- The task -
Print the first line of the data below and every one after it, through the line containing "transition is rejected.", exactly as written.

- Raw data -

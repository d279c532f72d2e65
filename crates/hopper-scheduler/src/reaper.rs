//! Lease reaper.
//!
//! A worker that dies, hangs or overruns its execution timeout stops
//! renewing its lease. Once the lease runs out the reaper takes the job back:
//! re-enqueued while retries remain, failed otherwise. The lease id fence
//! makes this safe against a worker that is merely slow: whichever side
//! commits first wins and the other's transition is rejected.

use hopper_core::{Clock, Error, Job, JobState, Result};
use hopper_db::{JobStore, Transition};
use std::sync::Arc;
use std::time::Duration;
use tokio::sync::watch;
use tracing::{error, info, warn};

use crate::continuation::ContinuationGraph;
use crate::time::pause;

const REAP_BATCH: u32 = 500;

const LEASE_EXPIRED: &str = "lease expired before the job finished";

#[derive(Debug, Clone, Copy, Default, PartialEq, Eq)]
pub struct ReapReport {
    pub requeued: u64,
    pub failed: u64,
}

pub struct LeaseReaper {
    store: Arc<dyn JobStore>,
    clock: Arc<dyn Clock>,
    continuations: ContinuationGraph,
}

impl LeaseReaper {
    pub fn new(
        store: Arc<dyn JobStore>,
        clock: Arc<dyn Clock>,
        continuations: ContinuationGraph,
    ) -> Self {
        Self {
            store,
            clock,
            continuations,
        }
    }

    /// Reclaim every job whose lease has run out.
    pub async fn reap(&self) -> Result<ReapReport> {
        let mut report = ReapReport::default();
        loop {
            let now = self.clock.now();
            let expired = self.store.list_expired_leases(now, REAP_BATCH).await?;
            let batch = expired.len();

            for job in expired {
                let retry = job.can_retry();
                let cause = expiry_error(&job);
                let transition = if retry {
                    Transition::to(JobState::Enqueued, now)
                        .retry_count(job.retry_count + 1)
                        .error(cause)
                        .fenced(job.lease_id)
                } else {
                    Transition::to(JobState::Failed, now)
                        .error(cause)
                        .fenced(job.lease_id)
                };

                if !self
                    .store
                    .compare_and_transition(job.id, JobState::Leased, &transition)
                    .await?
                {
                    // The worker finished after all.
                    continue;
                }

                if retry {
                    warn!(
                        job_id = %job.id,
                        queue = %job.queue,
                        leased_by = job.leased_by.as_deref().unwrap_or("-"),
                        retry_count = job.retry_count + 1,
                        "Lease expired, job re-enqueued"
                    );
                    report.requeued += 1;
                } else {
                    error!(
                        job_id = %job.id,
                        queue = %job.queue,
                        attempts = job.attempts,
                        "Lease expired with no retries left, job failed"
                    );
                    report.failed += 1;
                    if let Err(e) = self
                        .continuations
                        .on_parent_finished(job.id, JobState::Failed)
                        .await
                    {
                        warn!(job_id = %job.id, error = %e, "Failed to cancel continuations");
                    }
                }
            }

            if batch < REAP_BATCH as usize {
                return Ok(report);
            }
        }
    }

    pub async fn run(&self, interval: Duration, mut shutdown: watch::Receiver<bool>) {
        info!(interval = ?interval, "Starting lease reaper");
        loop {
            if let Err(e) = self.reap().await {
                error!(error = %e, "Lease reaper pass failed");
            }
            if pause(interval, &mut shutdown).await {
                break;
            }
        }
        info!("Lease reaper stopped");
    }
}

/// A timeout the worker recorded during this lease stays in the message.
fn expiry_error(job: &Job) -> String {
    match job.last_error.as_deref() {
        Some(recorded) if Error::is_timeout_message(recorded) => {
            format!("{LEASE_EXPIRED}: {recorded}")
        }
        _ => LEASE_EXPIRED.to_string(),
    }
}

- Response area -
repository d279c532f72d2e65
filename crates/hopper-scheduler/src/reaper.rs
//! Lease reaper.
//!
//! A worker that dies, hangs or overruns its execution timeout stops
//! renewing its lease. Once the lease runs out the reaper takes the job back:
//! re-enqueued while retries remain, failed otherwise. The lease id fence
//! makes this safe against a worker that is merely slow: whichever side
//! commits first wins and the other's transition is rejected.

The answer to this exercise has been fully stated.